Readers will know that there are four provinces in Ireland—Ulster, Munster, Leinster and Connacht. Many will also know that the Irish for ‘province’ is cúige—hence we say Cúige Uladh, Cúige Mumhan, Cúige Laighean, Cúige Chonnacht—but that the word cúige means ‘a fifth’, and so at some stage there must have been five provinces. When scholars go looking through the historical records of early medieval Ireland, however, they find that, more often than not, there were about seven kingdoms that could be classified as provinces. Of these, medieval Munster, Leinster and Connacht had at least some of the same boundaries as their modern equivalents, but others have changed radically or been swept aside by historical events.
By the seventh century, the north midlands of Ireland—containing that most evocative of all Irish landmarks, Tara—comprised a provincial kingdom now long gone. Called Mide, which literally means ‘the middle’, it has given us the names Meath and Westmeath, though it also contained parts of what are now counties Longford and Offaly and stretched all the way from the Shannon to the Irish Sea. The emergence of this powerful midlands kingdom meant that the medieval province of Leinster was confined to the south-east and ran no further north than the Liffey.

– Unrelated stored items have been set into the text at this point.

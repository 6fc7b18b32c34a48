#![doc=include_str!( "../README.md")]
//! ## Feature flags
#![doc = document_features::document_features!()]
#![deny(unsafe_code)]
#![deny(clippy::all)]

use std::fmt;

use thiserror::Error;

#[cfg(feature = "fmi2")]
pub mod fmi2;
pub mod minimal;

/// Revision of the FMI standard an archive was exported for.
#[derive(Debug, Clone, Copy, PartialEq, Eq, PartialOrd, Ord)]
pub enum MajorVersion {
    FMI1 = 1,
    FMI2 = 2,
    FMI3 = 3,
}

impl MajorVersion {
    pub fn from_major(major: u64) -> Result<Self, Error> {
        match major {
            1 => Ok(Self::FMI1),
            2 => Ok(Self::FMI2),
            3 => Ok(Self::FMI3),
            major => Err(Error::UnknownMajorVersion(major)),
        }
    }

    /// The `fmiVersion` attribute written by exporters of this revision.
    pub fn as_str(self) -> &'static str {
        match self {
            Self::FMI1 => "1.0",
            Self::FMI2 => "2.0",
            Self::FMI3 => "3.0",
        }
    }
}

impl fmt::Display for MajorVersion {
    fn fmt(&self, f: &mut fmt::Formatter<'_>) -> fmt::Result {
        f.write_str(self.as_str())
    }
}

#[derive(Debug, Error, PartialEq, Eq)]
pub enum Error {
    #[error("No variable named {0} in the model description")]
    VariableNotFound(String),

    #[error("Invalid fmiVersion: {0}")]
    Semver(#[from] lenient_semver::parser::OwnedError),

    #[error("Unknown FMI major version {0}")]
    UnknownMajorVersion(u64),

    #[error("Malformed model description: {0}")]
    XmlParse(String),
}

/// Parse a model description element from XML.
pub fn deserialize<T: yaserde::YaDeserialize>(xml: &str) -> Result<T, Error> {
    yaserde::de::from_str(xml).map_err(Error::XmlParse)
}
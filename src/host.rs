//! Access to the signals of the host simulation: motors the FMUs can drive and sensors the FMUs
//! can read.

use std::{
    collections::HashMap,
    sync::{Mutex, PoisonError},
};

/// Identifier of a motor or a sensor in the host simulation.
pub type SignalId = u64;

/// The host simulation's signal namespace.
///
/// Motors and sensors live in separate namespaces; a name may be known as both.
pub trait HostSignals: Send + Sync {
    /// Id of the motor called `name`, if any.
    fn motor_id(&self, name: &str) -> Option<SignalId>;

    /// Id of the sensor called `name`, if any.
    fn sensor_id(&self, name: &str) -> Option<SignalId>;

    /// Latest reading of a sensor. `None` if the sensor has no value (yet).
    fn sensor_value(&self, id: SignalId) -> Option<f64>;

    /// Command a motor.
    fn set_motor_value(&self, id: SignalId, value: f64);
}

#[derive(Debug, Default)]
struct Signals {
    motor_ids: HashMap<String, SignalId>,
    sensor_ids: HashMap<String, SignalId>,
    motor_values: HashMap<SignalId, f64>,
    sensor_values: HashMap<SignalId, f64>,
    next_id: SignalId,
}

/// An in-memory [`HostSignals`] implementation.
///
/// Ids are handed out from 1 upwards, shared between motors and sensors.
#[derive(Debug, Default)]
pub struct SignalTable {
    inner: Mutex<Signals>,
}

impl SignalTable {
    fn lock(&self) -> std::sync::MutexGuard<'_, Signals> {
        self.inner.lock().unwrap_or_else(PoisonError::into_inner)
    }

    pub fn add_motor(&self, name: &str) -> SignalId {
        let mut signals = self.lock();
        signals.next_id += 1;
        let id = signals.next_id;
        signals.motor_ids.insert(name.to_owned(), id);
        id
    }

    pub fn add_sensor(&self, name: &str) -> SignalId {
        let mut signals = self.lock();
        signals.next_id += 1;
        let id = signals.next_id;
        signals.sensor_ids.insert(name.to_owned(), id);
        id
    }

    pub fn set_sensor_value(&self, id: SignalId, value: f64) {
        self.lock().sensor_values.insert(id, value);
    }

    /// Last value commanded to a motor.
    pub fn motor_value(&self, id: SignalId) -> Option<f64> {
        self.lock().motor_values.get(&id).copied()
    }
}

impl HostSignals for SignalTable {
    fn motor_id(&self, name: &str) -> Option<SignalId> {
        self.lock().motor_ids.get(name).copied()
    }

    fn sensor_id(&self, name: &str) -> Option<SignalId> {
        self.lock().sensor_ids.get(name).copied()
    }

    fn sensor_value(&self, id: SignalId) -> Option<f64> {
        self.lock().sensor_values.get(&id).copied()
    }

    fn set_motor_value(&self, id: SignalId, value: f64) {
        self.lock().motor_values.insert(id, value);
    }
}
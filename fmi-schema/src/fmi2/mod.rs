//! This module implements the FMI 2.0 ModelDescription datamodel and provides attributes to
//! `yaserde` to generate an XML deserializer.

mod interface_type;
mod model_description;
mod scalar_variable;

pub use interface_type::*;
pub use model_description::*;
pub use scalar_variable::*;
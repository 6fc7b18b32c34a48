//! Native FMI 2.0 Co-Simulation instance

use std::ffi::{CStr, CString};

use super::{binding, import::Fmi2Import, schema, Fmi2Error, Fmi2Res, Fmi2Status};
use crate::{traits::CoSimulation, Error};

/// One instantiated Co-Simulation component of a native FMU.
///
/// The instance owns the extracted archive and the loaded library. On drop the component is
/// freed first, then the library is unloaded and finally the extraction directory is removed.
pub struct Instance {
    /// Copy of the instance name
    name: String,
    /// Pointer to the raw FMI 2.0 instance
    component: binding::fmi2Component,
    /// Callbacks struct, must outlive the component
    #[allow(dead_code)]
    callbacks: Box<binding::fmi2CallbackFunctions>,
    /// Raw FMI 2.0 bindings
    binding: binding::Fmi2Binding,
    /// Extracted archive and model description
    import: Fmi2Import,
}

// The component is only ever used through `&mut self` or from `Drop`, so moving an `Instance`
// to the worker thread that exclusively steps it is sound.
unsafe impl Send for Instance {}

impl Drop for Instance {
    fn drop(&mut self) {
        log::trace!("Freeing component {:?} of {}", self.component, self.name);
        unsafe { self.binding.fmi2FreeInstance(self.component) };
    }
}

impl Instance {
    /// Load the shared library of `import` and instantiate a Co-Simulation component.
    pub fn new(
        import: Fmi2Import,
        instance_name: &str,
        visible: bool,
        logging_on: bool,
    ) -> Result<Self, Error> {
        let binding = import.binding(import.model_identifier()?)?;

        let callbacks = Box::new(binding::fmi2CallbackFunctions::with_allocator(
            Some(libc::calloc),
            Some(libc::free),
        ));

        let name = instance_name.to_owned();
        let instance_name = CString::new(instance_name)?;
        let guid = CString::new(import.model_description().guid.as_bytes())?;
        let resource_url = CString::new(import.canonical_resource_path_string()?)?;

        let component = unsafe {
            let callback_functions = &*callbacks as *const binding::fmi2CallbackFunctions;
            binding.fmi2Instantiate(
                instance_name.as_ptr(),
                binding::fmi2Type_fmi2CoSimulation,
                guid.as_ptr(),                      // guid
                resource_url.as_ptr(),              // fmu_resource_location
                callback_functions,                 // functions
                visible as binding::fmi2Boolean,    // visible
                logging_on as binding::fmi2Boolean, // logging_on
            )
        };
        if component.is_null() {
            return Err(Error::Instantiation(name));
        }
        log::trace!("Created FMI2.0 CS component {component:?}");

        Ok(Self {
            name,
            component,
            callbacks,
            binding,
            import,
        })
    }

    pub fn name(&self) -> &str {
        &self.name
    }

    pub fn model_description(&self) -> &schema::Fmi2ModelDescription {
        self.import.model_description()
    }

    /// Check the internal consistency of the FMU by comparing the TypesPlatform and FMI versions
    /// from the library and the Model Description XML
    pub fn check_consistency(&self) -> Result<(), Error> {
        let types_platform = self.get_types_platform();
        if types_platform != "default" {
            return Err(Error::TypesPlatformMismatch(types_platform.to_owned()));
        }

        let fmi_version = self.get_version();
        if fmi_version != self.model_description().fmi_version {
            return Err(Error::FmiVersionMismatch {
                found: fmi_version.to_owned(),
                expected: self.model_description().fmi_version.to_owned(),
            });
        }

        Ok(())
    }
}

impl CoSimulation for Instance {
    fn get_version(&self) -> &str {
        unsafe { CStr::from_ptr(self.binding.fmi2GetVersion()) }
            .to_str()
            .unwrap_or_default()
    }

    fn get_types_platform(&self) -> &str {
        unsafe { CStr::from_ptr(self.binding.fmi2GetTypesPlatform()) }
            .to_str()
            .unwrap_or_default()
    }

    fn setup_experiment(
        &mut self,
        tolerance: Option<f64>,
        start_time: f64,
        stop_time: Option<f64>,
    ) -> Result<Fmi2Res, Fmi2Error> {
        Fmi2Status::from(unsafe {
            self.binding.fmi2SetupExperiment(
                self.component,
                tolerance.is_some() as binding::fmi2Boolean,
                tolerance.unwrap_or(0.0),
                start_time,
                stop_time.is_some() as binding::fmi2Boolean,
                stop_time.unwrap_or(0.0),
            )
        })
        .ok()
    }

    fn enter_initialization_mode(&mut self) -> Result<Fmi2Res, Fmi2Error> {
        Fmi2Status::from(unsafe { self.binding.fmi2EnterInitializationMode(self.component) }).ok()
    }

    fn exit_initialization_mode(&mut self) -> Result<Fmi2Res, Fmi2Error> {
        Fmi2Status::from(unsafe { self.binding.fmi2ExitInitializationMode(self.component) }).ok()
    }

    fn terminate(&mut self) -> Result<Fmi2Res, Fmi2Error> {
        Fmi2Status::from(unsafe { self.binding.fmi2Terminate(self.component) }).ok()
    }

    fn reset(&mut self) -> Result<Fmi2Res, Fmi2Error> {
        Fmi2Status::from(unsafe { self.binding.fmi2Reset(self.component) }).ok()
    }

    fn get_real(
        &mut self,
        vrs: &[binding::fmi2ValueReference],
        values: &mut [binding::fmi2Real],
    ) -> Result<Fmi2Res, Fmi2Error> {
        if vrs.len() != values.len() {
            return Err(Fmi2Error::Error);
        }
        Fmi2Status::from(unsafe {
            self.binding
                .fmi2GetReal(self.component, vrs.as_ptr(), vrs.len(), values.as_mut_ptr())
        })
        .ok()
    }

    fn set_real(
        &mut self,
        vrs: &[binding::fmi2ValueReference],
        values: &[binding::fmi2Real],
    ) -> Result<Fmi2Res, Fmi2Error> {
        if vrs.len() != values.len() {
            return Err(Fmi2Error::Error);
        }
        Fmi2Status::from(unsafe {
            self.binding
                .fmi2SetReal(self.component, vrs.as_ptr(), values.len(), values.as_ptr())
        })
        .ok()
    }

    fn do_step(
        &mut self,
        current_communication_point: f64,
        communication_step_size: f64,
        no_set_fmu_state_prior_to_current_point: bool,
    ) -> Result<Fmi2Res, Fmi2Error> {
        Fmi2Status::from(unsafe {
            self.binding.fmi2DoStep(
                self.component,
                current_communication_point,
                communication_step_size,
                no_set_fmu_state_prior_to_current_point as binding::fmi2Boolean,
            )
        })
        .ok()
    }
}

impl std::fmt::Debug for Instance {
    fn fmt(&self, f: &mut std::fmt::Formatter) -> std::fmt::Result {
        write!(
            f,
            "Instance {} {{Import {}, {:?}}}",
            self.name,
            self.model_description().model_name,
            self.component,
        )
    }
}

But the fortunes of Ulster were more complicated still. The saga literature of early medieval Ireland, including epic tales such as Táin Bó Cúailgne, envisaged an Ulster, ruled from Emain Macha near Armagh, that was, in extent, not a million miles removed from the modern province (albeit that, while it might include what is now County Louth, Cavan was always traditionally part of Connacht). Nevertheless, the political reality for most of the early Middle Ages was quite different from this imagined world of literature, and Ulster—the kingdom of a people called the Ulaid—was a far more restricted entity, comprising not much more than the modern Antrim and Down.
West of Lough Neagh and the upper and lower Bann stretched the now-lost kingdom of Airgialla (Oriel), and beyond that again, all the way to the Atlantic in what is now Donegal, there existed a greater kingdom still that has likewise vanished from view—the kingdom of Ailech, the subject of the latest of Darren McGettigan’s regular outings from Four Courts Press.
The name Ailech was given to the kingdom as a form of symbolic association, in the same way that the ruler of Munster might be called ‘king of Cashel’ or the ruler of Connacht appears in literature as ‘king of Crúachu’ (Rathcroghan, Co. Roscommon). These were their provinces’ royal ceremonial complexes and that is what Ailech represented for the north-west. Oddly enough, though, we are not absolutely certain where this great symbolic site was located. Most think that medieval Ailech was the great stone fortress of Grianán Ailigh at the entrance to the Inishowen peninsula (and this is what McGettigan believes, the site even featuring on the book’s cover), but some have suggested that Ailech lies beneath the remains of the late medieval Elagh Castle (in the townland of Elaghmore—Aileach Mór in its modern Irish form), slightly further east of the Grianán, overlooking Derry City.
The actual territory over which the king of Ailech ruled was called In Tuaiscert and sometimes In Fochla, both of which mean ‘the North’. Its ruling dynasty was called Uí Néill in Tuaisceirt, ‘the Uí Néill of the North’, or ‘the northern descendants of Niall’, a people who claimed descent from the legendary figure of Niall Noígiallach, ‘Niall of the Nine Hostages’. Incidentally, it is misleading to translate this dynastic name as ‘the O’Neills’ (as genealogical websites often do). The later O’Neills of Ulster actually acquired their name from another Niall, a man called Niall Glúndub, the high-king of Ireland who died in 919. His grandson was Domnall ua Néill, literally ‘Domnall grandson of Niall’, but—presumably out of family pride—the name then became fossilised, so that even Niall Glúndub’s great-grandsons and great-great-grandsons continued to call themselves Ua Néill, here meaning ‘descendant of Niall’, and hence the surname O’Neill was born, one of the oldest Irish surnames and, indeed, one of the oldest surviving surnames in the world.
When Niall Glúndub died in 919, it was at the battle of Islandbridge in a war against the Vikings of Dublin, and this book delineates in chronological form the long story of relations between Niall’s dynasty and the Hiberno-Scandinavians. It is not a history of the kingdom of Ailech as such and, covering a period of 260 years in 155 pages, inevitably the coverage cannot be as deep as one might wish for, but it is an interesting story well told. Specialists will not find that it challenges many of their core beliefs and it is a cat that will not distress too many pigeons. Nevertheless, the proverbial educated layperson and enthusiastic undergraduate will enjoy it, learn from it and hopefully, as a result, be motivated into venturing deeper into the extraordinary world of the kings of Ailech in the Viking Age.